J.P. Morgan Asset Management’s Paul Sweeting, Nick Gartside and Edward Gladwyn examine the impact of pension funds’ drive to corporate bonds
Over the last five years, UK pension fund allocations to corporate bonds have nearly doubled, to a little under 20 per cent. This is despite the fact that buying pressure has caused corporate bond yields and spreads to fall sharply over the same period, driving a reduction in return prospects. While at first this might seem surprising, there are a number of points to bear in mind.
Importantly, there has been a broad change in the risk appetite of pension schemes. Accelerating scheme closures have made the benefits increasingly certain and removed the impact of future pension accrual as a diversifier to investment risk. They have also reduced the appetite of sponsors to spend time dealing with pension scheme risk.
But any move towards de-risking has been against a backdrop of increasingly expensive government bonds. As a result, pension schemes – and other investors – have been keen to find other sources of income. Moving into investment grade credit gives a relatively low-risk way of enhancing yields, and so reducing the cost of the shift.
There exists, then, a question over causality in the relationship between corporate bond yields and the allocation to these assets. Yields might not just have been driving the changes in allocation – the changes in allocation could also have had an impact on yields and spreads. And this raises an important question: has the quest for yield driven prices to unnaturally high levels?
Evidence for a credit bubble – the counterfactual model
One way of looking at the question is to use counterfactual analysis. This involves describing the corporate bond yield curve using a range of macroeconomic factors. These macroeconomic factors are then used to work out what corporate bond yields would have been had the relationship between these factors and the yields remained unchanged. Constructing a counterfactual analysis makes an explicit assumption that the relationships exhibited in the training period should be maintained in the projection period.
In our earlier work on the impact of QE on UK pension schemes, we found that QE had depressed government bond yields significantly, principally during QE1. When applying the same model to corporate bond yields, the results were somewhat different. Not only did corporate bond yields rise above the levels expected at the start of QE1, they did so again at the end. QE2 precipitated a further widening of the difference between actual and expected, whilst the end of QE2 did not result in any significant narrowing of the gap – and at the end of 2012, this gap was 261 basis points.

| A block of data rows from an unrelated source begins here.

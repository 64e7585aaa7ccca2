use serde::{Deserialize, Serialize};

/// Ciclo de vida del player.
///
/// Conexión: `Connecting → Connected → Disconnecting → Disconnected`.
/// Destrucción: `Destroying → Destroyed` (terminal).
#[derive(Debug, Clone, Copy, PartialEq, Eq, Serialize, Deserialize)]
#[serde(rename_all = "SCREAMING_SNAKE_CASE")]
pub enum PlayerState {
    Connecting,
    Connected,
    Disconnecting,
    Disconnected,
    Destroying,
    Destroyed,
}

impl PlayerState {
    /// En teardown o destruido: no se procesa nada más
    pub fn is_terminal(&self) -> bool {
        matches!(self, PlayerState::Destroying | PlayerState::Destroyed)
    }
}
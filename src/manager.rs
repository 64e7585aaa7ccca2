use dashmap::{mapref::entry::Entry, DashMap};
use serenity::model::id::{ChannelId, GuildId, UserId};
use std::sync::{Arc, Weak};
use tokio::sync::broadcast;
use tracing::{error, info, warn};

use crate::audio::track::{LoadType, SearchResult, TrackResolver};
use crate::config::PlayerConfig;
use crate::error::{PlayerError, ResolveError, Result};
use crate::events::{EventEmitter, PlayerEvent};
use crate::gateway::VoiceGateway;
use crate::node::{NodeEventReceiver, NodePlayer};
use crate::player::{Player, PlayerContext, PlayerOptions};

/// Capacidad mínima que un player necesita del registro: quitarse al destruirse
#[cfg_attr(test, mockall::automock)]
pub trait PlayerRegistry: Send + Sync {
    fn remove(&self, guild_id: GuildId);
}

/// Parámetros para crear el player de un guild
#[derive(Debug, Clone)]
pub struct CreatePlayerOptions {
    pub guild_id: GuildId,
    pub voice_channel: ChannelId,
    pub text_channel: Option<ChannelId>,
    /// En porcentaje; por defecto el de la configuración
    pub volume: Option<u16>,
    pub self_deaf: Option<bool>,
    pub self_mute: Option<bool>,
}

#[derive(Debug, Clone, Default)]
pub struct SearchOptions {
    pub engine: Option<String>,
    pub requester: Option<UserId>,
}

/// Registro de players por guild
pub struct PlayerManager {
    config: PlayerConfig,
    gateway: Arc<dyn VoiceGateway>,
    resolver: Arc<dyn TrackResolver>,
    events: EventEmitter,
    players: DashMap<GuildId, Arc<Player>>,
}

impl PlayerManager {
    pub fn new(
        config: PlayerConfig,
        gateway: Arc<dyn VoiceGateway>,
        resolver: Arc<dyn TrackResolver>,
    ) -> Arc<Self> {
        info!("🎼 {}", config.summary());
        Arc::new(Self {
            events: EventEmitter::new(config.event_buffer),
            config,
            gateway,
            resolver,
            players: DashMap::new(),
        })
    }

    pub fn subscribe(&self) -> broadcast::Receiver<PlayerEvent> {
        self.events.subscribe()
    }

    pub fn get(&self, guild_id: GuildId) -> Option<Arc<Player>> {
        self.players.get(&guild_id).map(|player| Arc::clone(player.value()))
    }

    pub fn len(&self) -> usize {
        self.players.len()
    }

    pub fn is_empty(&self) -> bool {
        self.players.is_empty()
    }

    /// Crea el player del guild, o devuelve el existente.
    ///
    /// El player nuevo se une al canal de voz, aplica el volumen inicial y
    /// empieza a consumir los eventos del nodo.
    pub async fn create_player(
        self: &Arc<Self>,
        options: CreatePlayerOptions,
        node: Arc<dyn NodePlayer>,
        events: NodeEventReceiver,
    ) -> Result<Arc<Player>> {
        let guild_id = options.guild_id;
        let manager: Weak<PlayerManager> = Arc::downgrade(self);
        let registry: Weak<dyn PlayerRegistry> = manager;
        let context = PlayerContext {
            gateway: Arc::clone(&self.gateway),
            resolver: Arc::clone(&self.resolver),
            registry,
            events: self.events.clone(),
            options: PlayerOptions {
                self_mute: options.self_mute.unwrap_or(self.config.self_mute),
                self_deaf: options.self_deaf.unwrap_or(self.config.self_deaf),
                search_engine: self.config.default_search_engine.clone(),
            },
        };

        let player = match self.players.entry(guild_id) {
            Entry::Occupied(existing) => return Ok(Arc::clone(existing.get())),
            Entry::Vacant(slot) => {
                let player = Arc::new(Player::new(guild_id, node, context, options.text_channel));
                slot.insert(Arc::clone(&player));
                player
            }
        };

        if let Err(e) = player.connect(options.voice_channel) {
            self.players.remove(&guild_id);
            return Err(e);
        }
        player.spawn_event_loop(events);

        let volume = options.volume.unwrap_or(self.config.default_volume);
        if volume != 100 {
            player.set_volume(f32::from(volume)).await?;
        }

        info!("✅ Player creado en guild {} ({} activos)", guild_id, self.players.len());
        Ok(player)
    }

    /// Destruye el player del guild. Devuelve `false` si no existía.
    pub async fn destroy_player(&self, guild_id: GuildId) -> Result<bool> {
        let Some(player) = self.get(guild_id) else {
            return Ok(false);
        };
        player.destroy().await?;
        Ok(true)
    }

    /// Busca tracks; las consultas que no son URL usan el motor configurado
    pub async fn search(&self, query: &str, options: SearchOptions) -> Result<SearchResult> {
        let identifier = if query.starts_with("http://") || query.starts_with("https://") {
            query.to_string()
        } else {
            let engine = options
                .engine
                .as_deref()
                .unwrap_or(&self.config.default_search_engine);
            format!("{engine}:{query}")
        };

        let mut result = self.resolver.load_tracks(&identifier).await?;

        match result.load_type {
            LoadType::Empty => warn!("No se encontraron resultados para: {}", identifier),
            LoadType::Error => {
                let message = result
                    .exception
                    .take()
                    .unwrap_or_else(|| "error desconocido".to_string());
                error!("Error al cargar '{}': {}", identifier, message);
                return Err(PlayerError::Resolution(ResolveError::Backend(message)));
            }
            _ => {}
        }

        if let Some(requester) = options.requester {
            result.tracks = result
                .tracks
                .into_iter()
                .map(|track| track.with_requester(requester))
                .collect();
        }

        Ok(result)
    }
}

impl PlayerRegistry for PlayerManager {
    fn remove(&self, guild_id: GuildId) {
        if self.players.remove(&guild_id).is_some() {
            info!("🗑️ Player de guild {} eliminado del registro", guild_id);
        }
    }
}
use tracing_subscriber::EnvFilter;

/// Instala el subscriber de `tracing` para la aplicación anfitriona.
///
/// Combina `RUST_LOG` con la directiva configurada (por ejemplo
/// `guild_player=debug`). Si ya hay un subscriber global no hace nada.
pub fn init(directive: &str) -> anyhow::Result<()> {
    let filter = EnvFilter::from_default_env().add_directive(directive.parse()?);

    // try_init falla si otro componente ya registró un subscriber global
    let _ = tracing_subscriber::fmt().with_env_filter(filter).try_init();

    Ok(())
}

#[cfg(test)]
mod tests {
    use super::*;

    #[test]
    fn test_init_is_repeatable() {
        assert!(init("guild_player=debug").is_ok());
        assert!(init("guild_player=info").is_ok());
    }

    #[test]
    fn test_init_rejects_bad_directive() {
        assert!(init("guild_player=notalevel").is_err());
    }
}
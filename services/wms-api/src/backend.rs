//! Render back ends.
//!
//! A back end turns an assembled map plus the normalized request parameters
//! into image bytes. [`MapServerBackend`] serializes the map to a mapfile and
//! forwards the request to a `mapserv` CGI endpoint.

use async_trait::async_trait;
use bytes::Bytes;
use std::io::Write;
use std::time::Duration;
use tempfile::NamedTempFile;
use tracing::{debug, warn};

use wms_common::{ConnectionParams, WmsError, WmsResult};
use wms_map::mapfile::write_mapfile;
use wms_map::MapDescriptor;
use wms_protocol::NormalizedRequest;

/// Rendered response body and its content type.
#[derive(Debug, Clone, PartialEq, Eq)]
pub struct RenderedOutput {
    pub bytes: Bytes,
    pub content_type: String,
}

#[async_trait]
pub trait RenderBackend: Send + Sync {
    async fn render(
        &self,
        map: &MapDescriptor,
        request: &NormalizedRequest,
    ) -> WmsResult<RenderedOutput>;
}

/// Renders through a MapServer CGI.
pub struct MapServerBackend {
    client: reqwest::Client,
    mapserv_url: String,
    connection: ConnectionParams,
}

impl MapServerBackend {
    pub fn new(mapserv_url: impl Into<String>, connection: ConnectionParams) -> WmsResult<Self> {
        let client = reqwest::Client::builder()
            .timeout(Duration::from_secs(60))
            .build()
            .map_err(|e| WmsError::InternalError(format!("HTTP client: {}", e)))?;
        Ok(Self {
            client,
            mapserv_url: mapserv_url.into(),
            connection,
        })
    }
}

/// Query parameters forwarded to `mapserv`. A client supplied `map` is
/// dropped so only the generated mapfile can be selected.
fn forwarded_query(request: &NormalizedRequest, mapfile: &str) -> Vec<(String, String)> {
    let mut query: Vec<(String, String)> = request
        .params()
        .iter()
        .filter(|(k, _)| !k.eq_ignore_ascii_case("map"))
        .map(|(k, v)| (k.clone(), v.clone()))
        .collect();
    query.push(("map".to_string(), mapfile.to_string()));
    query
}

/// Write `text` to a fresh temp mapfile. The file is removed when the
/// returned handle is dropped.
fn write_temp_mapfile(text: &str) -> WmsResult<NamedTempFile> {
    let mut mapfile = tempfile::Builder::new()
        .prefix("pg-wms-")
        .suffix(".map")
        .tempfile()?;
    mapfile.write_all(text.as_bytes())?;
    mapfile.flush()?;
    Ok(mapfile)
}

#[async_trait]
impl RenderBackend for MapServerBackend {
    async fn render(
        &self,
        map: &MapDescriptor,
        request: &NormalizedRequest,
    ) -> WmsResult<RenderedOutput> {
        let text = write_mapfile(map, &self.connection);

        // Kept alive until mapserv has answered.
        let mapfile = tokio::task::spawn_blocking(move || write_temp_mapfile(&text))
            .await
            .map_err(|e| WmsError::InternalError(format!("mapfile writer: {}", e)))??;

        let path = mapfile.path().to_string_lossy().to_string();
        debug!(mapfile = %path, layers = map.layers.len(), "Forwarding to mapserv");

        let response = self
            .client
            .get(&self.mapserv_url)
            .query(&forwarded_query(request, &path))
            .send()
            .await
            .map_err(|e| WmsError::RenderError(format!("mapserv request failed: {}", e)))?;

        let status = response.status();
        if !status.is_success() {
            warn!(status = %status, "mapserv returned an error status");
            return Err(WmsError::RenderError(format!("mapserv returned {}", status)));
        }

        let content_type = response
            .headers()
            .get(reqwest::header::CONTENT_TYPE)
            .and_then(|v| v.to_str().ok())
            .unwrap_or("application/octet-stream")
            .to_string();
        let bytes = response
            .bytes()
            .await
            .map_err(|e| WmsError::RenderError(format!("reading mapserv response: {}", e)))?;

        Ok(RenderedOutput {
            bytes,
            content_type,
        })
    }
}

#[cfg(test)]
mod tests {
    use super::*;
    use wms_protocol::normalize;

    #[test]
    fn test_client_cannot_pick_mapfile() {
        let request = normalize(
            vec![
                ("REQUEST".to_string(), "GetMap".to_string()),
                ("MAP".to_string(), "/etc/other.map".to_string()),
            ],
            None,
        );
        let query = forwarded_query(&request, "/tmp/pg-wms-1.map");
        assert_eq!(
            query,
            vec![
                ("REQUEST".to_string(), "GetMap".to_string()),
                ("map".to_string(), "/tmp/pg-wms-1.map".to_string()),
            ]
        );
    }

    #[tokio::test]
    async fn test_temp_mapfile_written_off_the_runtime() {
        let text = "MAP\n  NAME \"pgwms\"\nEND\n".to_string();
        let expected = text.clone();
        let mapfile = tokio::task::spawn_blocking(move || write_temp_mapfile(&text))
            .await
            .unwrap()
            .unwrap();

        let path = mapfile.path().to_path_buf();
        assert!(path.to_string_lossy().ends_with(".map"));
        assert_eq!(tokio::fs::read_to_string(&path).await.unwrap(), expected);

        drop(mapfile);
        assert!(!path.exists());
    }
}
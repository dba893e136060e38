//! XYZ ("slippy map") tile addressing on the Web Mercator grid.

use crate::{BoundingBox, WmsError, WmsResult};
use serde::{Deserialize, Serialize};
use std::f64::consts::PI;

/// Equatorial circumference of the WGS84 ellipsoid in meters.
pub const EARTH_CIRCUMFERENCE: f64 = 2.0 * PI * 6378137.0;

/// Edge length of a rendered tile in pixels.
pub const TILE_SIZE: u32 = 256;

/// A tile coordinate (z/x/y).
///
/// Indices are signed and unchecked: any x/y yields a bounding box, even if it
/// lies outside the grid for that zoom level.
#[derive(Debug, Clone, Copy, PartialEq, Eq, Hash, Serialize, Deserialize)]
pub struct TileCoord {
    /// Zoom level
    pub z: u32,
    /// Column (x)
    pub x: i64,
    /// Row (y), 0 is the northernmost row
    pub y: i64,
}

impl TileCoord {
    pub fn new(z: u32, x: i64, y: i64) -> Self {
        Self { z, x, y }
    }

    /// Web Mercator bounds of this tile.
    pub fn bbox(&self) -> BoundingBox {
        tile_to_bbox(self.x, self.y, self.z)
    }
}

/// Compute the Web Mercator bounding box of tile `(x, y)` at zoom `z`.
///
/// Row 0 is at the top of the grid while projected Y grows northward, so the
/// Y axis is flipped relative to X.
pub fn tile_to_bbox(x: i64, y: i64, z: u32) -> BoundingBox {
    let half = EARTH_CIRCUMFERENCE / 2.0;
    let tile_size = EARTH_CIRCUMFERENCE / (z as f64).exp2();

    let x = x as f64;
    let y = y as f64;

    BoundingBox::new(
        x * tile_size - half,
        half - (y + 1.0) * tile_size,
        (x + 1.0) * tile_size - half,
        half - y * tile_size,
    )
}

/// Image formats addressable through a tile path suffix.
#[derive(Debug, Clone, Copy, PartialEq, Eq, Hash, Serialize, Deserialize)]
pub enum TileFormat {
    Png,
    Jpeg,
}

impl TileFormat {
    /// Map a path suffix (with leading dot) to a format.
    pub fn from_suffix(suffix: &str) -> WmsResult<Self> {
        match suffix {
            ".png" => Ok(TileFormat::Png),
            ".jpg" => Ok(TileFormat::Jpeg),
            other => Err(WmsError::UnsupportedFormat(other.to_string())),
        }
    }

    /// MIME type sent as the WMS `FORMAT` parameter.
    pub fn mime_type(&self) -> &'static str {
        match self {
            TileFormat::Png => "image/png",
            TileFormat::Jpeg => "image/jpeg",
        }
    }
}
//! Structured PostGIS data sources.
//!
//! Layer data is described as tables, columns and typed filters rather than
//! SQL text. Two renderings exist: a parameterized query with `$n`
//! placeholders for database clients, and an inline form for MapServer where
//! every literal goes through [`SqlValue::literal`].

use serde::{Deserialize, Serialize};
use std::fmt;
use wms_common::Srid;

/// A validated SQL identifier: ASCII letters, digits and `_`, not starting
/// with a digit. Only such names ever reach query text.
///
/// Rendered double-quoted when it contains uppercase letters, since
/// PostgreSQL folds unquoted names to lowercase.
#[derive(Debug, Clone, PartialEq, Eq, Hash, Serialize, Deserialize)]
#[serde(try_from = "String", into = "String")]
pub struct Identifier(String);

impl Identifier {
    pub fn new(name: impl Into<String>) -> Result<Self, IdentifierError> {
        let name = name.into();
        let mut chars = name.chars();
        let valid_start = matches!(chars.next(), Some(c) if c.is_ascii_alphabetic() || c == '_');
        if !valid_start || !chars.all(|c| c.is_ascii_alphanumeric() || c == '_') {
            return Err(IdentifierError(name));
        }
        Ok(Self(name))
    }

    /// Wrap a compile-time constant name.
    pub(crate) fn trusted(name: &'static str) -> Self {
        debug_assert!(Identifier::new(name).is_ok(), "invalid identifier {}", name);
        Self(name.to_string())
    }

    /// The bare name, as stored in the catalog.
    pub fn as_str(&self) -> &str {
        &self.0
    }

    fn needs_quotes(&self) -> bool {
        self.0.chars().any(|c| c.is_ascii_uppercase())
    }
}

impl TryFrom<String> for Identifier {
    type Error = IdentifierError;

    fn try_from(value: String) -> Result<Self, Self::Error> {
        Identifier::new(value)
    }
}

impl From<Identifier> for String {
    fn from(value: Identifier) -> Self {
        value.0
    }
}

impl fmt::Display for Identifier {
    fn fmt(&self, f: &mut fmt::Formatter<'_>) -> fmt::Result {
        if self.needs_quotes() {
            write!(f, "\"{}\"", self.0)
        } else {
            f.write_str(&self.0)
        }
    }
}

#[derive(Debug, Clone, PartialEq, Eq, thiserror::Error)]
#[error("Invalid SQL identifier: '{0}'")]
pub struct IdentifierError(pub String);

/// A typed literal used in a filter.
#[derive(Debug, Clone, PartialEq, Serialize, Deserialize)]
#[serde(untagged)]
pub enum SqlValue {
    Bool(bool),
    Int(i64),
    Float(f64),
    Text(String),
}

impl SqlValue {
    /// Inline SQL literal. Text is single-quoted with embedded quotes doubled.
    pub fn literal(&self) -> String {
        match self {
            SqlValue::Bool(b) => if *b { "TRUE" } else { "FALSE" }.to_string(),
            SqlValue::Int(i) => i.to_string(),
            SqlValue::Float(f) if f.is_finite() => format!("{:?}", f),
            SqlValue::Float(f) => format!("'{}'::float8", f),
            SqlValue::Text(s) => format!("'{}'", s.replace('\'', "''")),
        }
    }
}

impl From<i64> for SqlValue {
    fn from(value: i64) -> Self {
        SqlValue::Int(value)
    }
}

impl From<&str> for SqlValue {
    fn from(value: &str) -> Self {
        SqlValue::Text(value.to_string())
    }
}

/// Comparison operators allowed in filters.
#[derive(Debug, Clone, Copy, Default, PartialEq, Eq, Serialize, Deserialize)]
pub enum CompareOp {
    #[default]
    #[serde(rename = "=")]
    Eq,
    #[serde(rename = "!=")]
    NotEq,
    #[serde(rename = "<")]
    Lt,
    #[serde(rename = "<=")]
    Le,
    #[serde(rename = ">")]
    Gt,
    #[serde(rename = ">=")]
    Ge,
}

impl CompareOp {
    pub fn as_sql(&self) -> &'static str {
        match self {
            CompareOp::Eq => "=",
            CompareOp::NotEq => "<>",
            CompareOp::Lt => "<",
            CompareOp::Le => "<=",
            CompareOp::Gt => ">",
            CompareOp::Ge => ">=",
        }
    }
}

/// `column op value`.
#[derive(Debug, Clone, PartialEq, Serialize, Deserialize)]
pub struct Filter {
    pub column: Identifier,
    #[serde(default)]
    pub op: CompareOp,
    pub value: SqlValue,
}

impl Filter {
    pub fn eq(column: Identifier, value: impl Into<SqlValue>) -> Self {
        Self {
            column,
            op: CompareOp::Eq,
            value: value.into(),
        }
    }
}

/// A schema-qualified table.
#[derive(Debug, Clone, PartialEq, Eq, Serialize, Deserialize)]
pub struct TableRef {
    pub schema: Identifier,
    pub table: Identifier,
}

impl fmt::Display for TableRef {
    fn fmt(&self, f: &mut fmt::Formatter<'_>) -> fmt::Result {
        write!(f, "{}.{}", self.schema, self.table)
    }
}

/// Geometry rows selected from a table.
#[derive(Debug, Clone, PartialEq, Serialize, Deserialize)]
pub struct VectorSource {
    pub table: TableRef,
    pub geometry_column: Identifier,
    pub unique_key: Identifier,
    /// Extra attribute columns (class items, labels).
    pub attributes: Vec<Identifier>,
    pub srid: Srid,
    pub filters: Vec<Filter>,
}

/// Raster rows selected from a table.
#[derive(Debug, Clone, PartialEq, Serialize, Deserialize)]
pub struct RasterSource {
    pub table: TableRef,
    pub raster_column: Identifier,
    pub filters: Vec<Filter>,
}

#[derive(Debug, Clone, PartialEq, Serialize, Deserialize)]
pub enum DataSource {
    Vector(VectorSource),
    Raster(RasterSource),
}

impl DataSource {
    pub fn filters(&self) -> &[Filter] {
        match self {
            DataSource::Vector(v) => &v.filters,
            DataSource::Raster(r) => &r.filters,
        }
    }

    pub fn table(&self) -> &TableRef {
        match self {
            DataSource::Vector(v) => &v.table,
            DataSource::Raster(r) => &r.table,
        }
    }

    /// Parameterized query text plus the values to bind to `$1..$n`.
    pub fn to_sql(&self) -> (String, Vec<SqlValue>) {
        let columns = match self {
            DataSource::Vector(v) => {
                let mut cols = vec![v.unique_key.to_string(), v.geometry_column.to_string()];
                cols.extend(v.attributes.iter().map(Identifier::to_string));
                cols.join(", ")
            }
            DataSource::Raster(r) => r.raster_column.to_string(),
        };

        let mut sql = format!("SELECT {} FROM {}", columns, self.table());
        let mut params = Vec::new();
        for (i, filter) in self.filters().iter().enumerate() {
            sql.push_str(if i == 0 { " WHERE " } else { " AND " });
            sql.push_str(&format!("{} {} ${}", filter.column, filter.op.as_sql(), i + 1));
            params.push(filter.value.clone());
        }
        (sql, params)
    }

    /// The filters as an inline `WHERE` body, or `None` without filters.
    pub fn where_literal(&self) -> Option<String> {
        inline_predicate(self.filters())
    }
}

fn inline_predicate(filters: &[Filter]) -> Option<String> {
    if filters.is_empty() {
        return None;
    }
    Some(
        filters
            .iter()
            .map(|f| format!("{} {} {}", f.column, f.op.as_sql(), f.value.literal()))
            .collect::<Vec<_>>()
            .join(" AND "),
    )
}

impl RasterSource {
    pub fn where_literal(&self) -> Option<String> {
        inline_predicate(&self.filters)
    }
}

impl VectorSource {
    pub fn where_literal(&self) -> Option<String> {
        inline_predicate(&self.filters)
    }

    /// MapServer PostGIS `DATA` statement.
    pub fn mapserver_data(&self) -> String {
        let mut columns = vec![self.unique_key.to_string(), self.geometry_column.to_string()];
        columns.extend(self.attributes.iter().map(Identifier::to_string));

        let mut inner = format!("SELECT {} FROM {}", columns.join(", "), self.table);
        if let Some(predicate) = self.where_literal() {
            inner.push_str(" WHERE ");
            inner.push_str(&predicate);
        }

        format!(
            "{} FROM ({}) AS subquery USING UNIQUE {} USING SRID={}",
            self.geometry_column, inner, self.unique_key, self.srid.0
        )
    }
}
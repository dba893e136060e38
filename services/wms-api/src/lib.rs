//! PostGIS-backed WMS and XYZ tile service.
//!
//! The binary in `main.rs` wires configuration and logging; [`app`] builds
//! the router so tests can drive it in-process.

pub mod backend;
pub mod config;
pub mod handlers;
pub mod layer_config;
pub mod metrics;
pub mod state;

use axum::{extract::Extension, routing::get, Router};
use std::sync::Arc;
use tower_http::{compression::CompressionLayer, cors::CorsLayer, trace::TraceLayer};

use state::AppState;

/// Build the HTTP router.
pub fn app(state: Arc<AppState>) -> Router {
    Router::new()
        // WMS endpoints
        .route("/wms", get(handlers::wms_handler))
        .route("/wms/", get(handlers::wms_handler))
        // XYZ tiles
        .route("/tile/:layers/:z/:x/:y", get(handlers::tile_handler))
        // Health check
        .route("/health", get(handlers::health_handler))
        .route("/ready", get(handlers::ready_handler))
        // Metrics
        .route("/metrics", get(handlers::metrics_handler))
        .layer(Extension(state))
        .layer(TraceLayer::new_for_http())
        .layer(CompressionLayer::new())
        .layer(CorsLayer::permissive())
}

It is possible that this is just indicative of QE doing what it is supposed to do: driving down yields and costs of borrowing for companies. However, the fact that yields were pushed below their natural levels even when the Bank of England was buying no bonds suggests that other factors are at work. The most likely culprit is the more general quest for yield, and on the basis of this analysis it has resulted in yields being held far below expected levels. But is this the only way in which corporate bonds should be judged?
Can companies cover their coupons?
Counterfactual analysis is only one way of looking at the value of corporate bonds and under our methodology it does not look directly at the sustainability of income. Income cover – and so the ability to maintain bond coupon payments - might be seen as a better measure of creditworthiness from the perspective of pension schemes.
Since the middle of 2011, a decline in income cover has indeed coincided with a tightening of credit spreads, the opposite to what might be expected. However, spreads are still wider than they were for the whole of the period from 2002 to 2007, and income cover was appreciably worse in the early part of that period. This does not suggest that we are in a credit bubble. It does not even suggest that corporate bonds are expensive; rather, it suggests that they are not as cheap as they once were.
A global outlook
The conclusion that corporate bonds are not expensive, just not as cheap as they used to be does not offer much comfort to investors – or much of a clue as to what investors should do if they require additional yield. Perhaps the best advice that can be given is to adopt a broader outlook. Consider, for example, the option-adjusted spread (OAS) on Baa-rated industrial corporate bonds available globally.
Even for a given sector and a given credit rating – so where there should be a degree of consistency between the bonds considered – there is a variation in spread available in each currency. Furthermore, emerging market corporate debt offers consistently higher spreads across the term structure.
Where do we go from here?
This analysis shows that over the short term – that is, the last couple of years – corporate bonds have got more expensive. However, they are not necessarily expensive when longer term relationships are taken into account. But can investors increase yields still further without taking on too much additional risk?
They can if they are prepared to look beyond the index. Specifically, it is worth considering unconstrained benchmarks, which allow investment in a wider range of currencies and credit ratings. The broader the range of opportunities, the greater the yield that might be generated, and the more diversified the portfolio.
Given that pension de-risking looks set to continue, leading to ever higher allocations to credit, it is important that such opportunities are considered – at the moment, these are likely to be the best way to beat the low yields currently available in the sterling corporate bond market.